The preferred forms of long-term treatment for FMS are those for which there is evidence of a persistent positive effect after the end of treatment: aerobic training (22), psychotherapy (cognitive and operant behavior therapy, hypnotherapy/directed imagery) (23), and multimodal therapy (a least one of the techniques of medical training therapy and psychotherapy) (24). The effectiveness of pharmacotherapy becomes evident after a maximum of three months for amitriptyline and six months for duloxetine, milnacipran, and pregabalin. Permanent pharmacotherapy can be considered if the current medication has been found to help the patient, if the patient desires to keep taking it, and perhaps if the symptoms became worse when the medication was discontinued on a trial basis (25).
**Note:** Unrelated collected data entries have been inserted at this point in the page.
use bevy::pbr::NotShadowCaster;
use bevy::pbr::wireframe::{Wireframe, WireframeColor};
use bevy::prelude::*;
use bevy::render::view::RenderLayers;
use bevy::scene::SceneInstanceReady;
use constants::render_settings::{WIRE_FILL_COLOUR, WIREFRAME_COLOUR};
use constants::views::WIRE_VIEW_INDEX;

use crate::engine::assets::scene_models::WireModelScene;

/// Shared materials for wire layer meshes.
#[derive(Resource, Debug, Clone)]
pub struct WireMaterials {
    /// Unlit fill a shade darker than the wire view background.
    pub fill: Handle<StandardMaterial>,
}

impl WireMaterials {
    pub fn new(materials: &mut Assets<StandardMaterial>) -> Self {
        Self {
            fill: materials.add(StandardMaterial {
                base_color: WIRE_FILL_COLOUR,
                unlit: true,
                ..default()
            }),
        }
    }
}

/// Move a freshly instanced wire scene onto the wire layer and draw its
/// meshes as white edges over an unlit fill. Render layers do not propagate,
/// so every descendant is tagged.
pub fn convert_wire_scene(
    trigger: Trigger<SceneInstanceReady>,
    mut commands: Commands,
    wire_scenes: Query<(), With<WireModelScene>>,
    children: Query<&Children>,
    meshes: Query<(), With<Mesh3d>>,
    wire_materials: Res<WireMaterials>,
) {
    let root = trigger.target();
    if !wire_scenes.contains(root) {
        return;
    }

    let mut converted = 0;
    for entity in children.iter_descendants(root) {
        let mut entity_commands = commands.entity(entity);
        entity_commands.insert(RenderLayers::layer(WIRE_VIEW_INDEX));

        if meshes.contains(entity) {
            entity_commands.insert((
                MeshMaterial3d(wire_materials.fill.clone()),
                Wireframe,
                WireframeColor {
                    color: WIREFRAME_COLOUR,
                },
                NotShadowCaster,
            ));
            converted += 1;
        }
    }

    debug!("Converted {converted} meshes to wireframe");
}

#[cfg(test)]
mod tests {
    use super::*;
    use constants::render_settings::WIRE_BACKGROUND_COLOUR;

    #[test]
    fn test_wire_fill_stands_out_from_backdrop() {
        let mut materials = Assets::<StandardMaterial>::default();
        let wire_materials = WireMaterials::new(&mut materials);

        let fill = materials.get(&wire_materials.fill).unwrap();
        assert!(fill.unlit);
        assert_ne!(fill.base_color, WIRE_BACKGROUND_COLOUR);
    }
}
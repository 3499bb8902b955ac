/// Normalised sub-rectangle of the window a view renders into.
/// `bottom` is measured up from the bottom edge; both are fractions of the height.
#[derive(Debug, Clone, Copy, PartialEq)]
pub struct ViewLayout {
    pub height: f32,
    pub bottom: f32,
}

impl ViewLayout {
    pub const fn new(height: f32, bottom: f32) -> Self {
        Self { height, bottom }
    }
}

pub const VIEW_COUNT: usize = 2;
pub const LIT_VIEW_INDEX: usize = 0;
pub const WIRE_VIEW_INDEX: usize = 1;

/// Lit view fills the window, wire view is collapsed.
pub const AUTHORED_LAYOUT: [ViewLayout; VIEW_COUNT] =
    [ViewLayout::new(1.0, 0.0), ViewLayout::new(0.0, 0.0)];

/// Lit view on the top half, wire view on the bottom half.
pub const SPLIT_LAYOUT: [ViewLayout; VIEW_COUNT] =
    [ViewLayout::new(0.5, 0.5), ViewLayout::new(0.5, 0.0)];

pub const WIRE_ONLY_LAYOUT: [ViewLayout; VIEW_COUNT] =
    [ViewLayout::new(0.0, 0.0), ViewLayout::new(1.0, 0.0)];
use bevy::prelude::*;

use super::load_gate::LoadGate;
use crate::error::SceneError;

#[derive(Resource, Default)]
pub struct LoadingProgress {
    pub manifest_loaded: bool,
    pub failed: bool,
    pub gate: LoadGate,
}

/// Raised whenever a load cannot complete; handled once per failure.
#[derive(Event, Debug, Clone)]
pub struct AssetLoadFailed {
    pub error: SceneError,
}
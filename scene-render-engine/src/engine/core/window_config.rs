use bevy::prelude::*;
use bevy::window::PresentMode;

pub fn create_window_config() -> Window {
    #[cfg(target_arch = "wasm32")]
    {
        Window {
            canvas: Some(constants::dom::CANVAS_SELECTOR.into()),
            fit_canvas_to_parent: true,
            // Page scrolling drives the timeline, so browser defaults must stay intact.
            prevent_default_event_handling: false,
            present_mode: PresentMode::AutoVsync,
            ..default()
        }
    }

    #[cfg(not(target_arch = "wasm32"))]
    {
        Window {
            title: "Dual view scroll scene".into(),
            present_mode: PresentMode::AutoVsync,
            ..default()
        }
    }
}
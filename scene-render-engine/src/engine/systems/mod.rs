//! Runtime systems for view switching, diagnostics and exit handling.

/// Frame rate notifications and the native HUD.
pub mod diagnostics;

/// View layout presets and keyboard switching between them.
pub mod view_mode;

#[cfg(not(target_arch = "wasm32"))]
pub mod exit;
use bevy::prelude::*;

/// Imported models face +X; a quarter turn about Y puts their front towards the camera.
pub const MODEL_ROTATION_Y: f32 = std::f32::consts::FRAC_PI_2;

/// Uniform scale applied to a model when its manifest entry gives none.
pub const DEFAULT_MODEL_SCALE: f32 = 0.01;

/// Correction applied to the root of an imported model so it matches the
/// scene's units and orientation.
pub fn model_correction(scale: f32, offset: Vec3) -> Transform {
    Transform::from_translation(offset)
        .with_scale(Vec3::splat(scale))
        .with_rotation(Quat::from_rotation_y(MODEL_ROTATION_Y))
}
Withdrawal syndromes may occur after the discontinuation of antidepressants and pregabalin.

Discussion

This FMS guideline cannot resolve the current controversies surrounding the definition and classification of FMS. It also remains to be seen whether the classification of FMS will be affected by the way "medically unexplained somatic symptoms" are dealt with in the soon-to-be-published ICD-11 and DSM-V. The German guideline recommends symptom-based definition and clinical diagnosis of this symptom complex as an alternative to the ACR criteria. It also recommends a stratified treatment plan for FMS, which, unlike the EULAR recommendations (3), takes account of the special offerings of the German health care system, including outpatient functional training and inpatient multimodal therapy. In view of the multifarious interests of the various organizations that took part in the creation of the guideline (patients and caregivers, physicians and psychologists, family physicians and medical specialists, private practitioners and hospital-based physicians, doctors in acute hospitals and rehabilitation facilities), the degree of consensus reached for most of the recommendations was notably high. Unlike the guideline of the American Pain Society (e20) and the EULAR recommendations (3), the German guideline emphatically prescribes shared decision-making by the patient and the caregiver with regard to therapeutic options at all levels of treatment, and it mentions alternative and complementary techniques among the options on the third level of treatment. Furthermore, this guideline is the first one to include recommendations for long-term treatment. Unlike the recommendations of the German national care guidelines for coronary heart disease and chronic obstructive pulmonary disease (e21, e22), these recommendations for long-term care were directed not just at primary-care physicians, but also at physicians from all of the specialties collaborating in the care of these patients. We plan to update the guideline recommendations (literature search and evaluation, creation of basic recommendations going beyond the health care system) in the future in collaboration with the American Pain Society.

Table 3
Indications for specialized psychotherapeutic evaluation in patients diagnosed with FMS (1)

Acknowledgments

Translated from the original German by Ethan Taub, M.D.

Footnotes

Conflict of interest statement

Dr. Häuser receives lecture honoraria from Eli Lilly, Janssen-Cilag, Mundipharma, and Pfizer, as well as consulting fees from Eli Lilly and Pfizer and reimbursement for travel expenses from Eli Lilly. Prof. Eich receives lecture honoraria from Pfizer and Eli Lilly and research funding from Ergonex. Prof. Nutzinger has received reimbursement of travel expenses from Eli Lilly. Prof. Schiltenwolf is a consultant for MSD and Pfizer. Professors Herrmann and Henningsen declare that they have no conflict of interest as defined by the guidelines of the International Committee of Medical Journal Editors.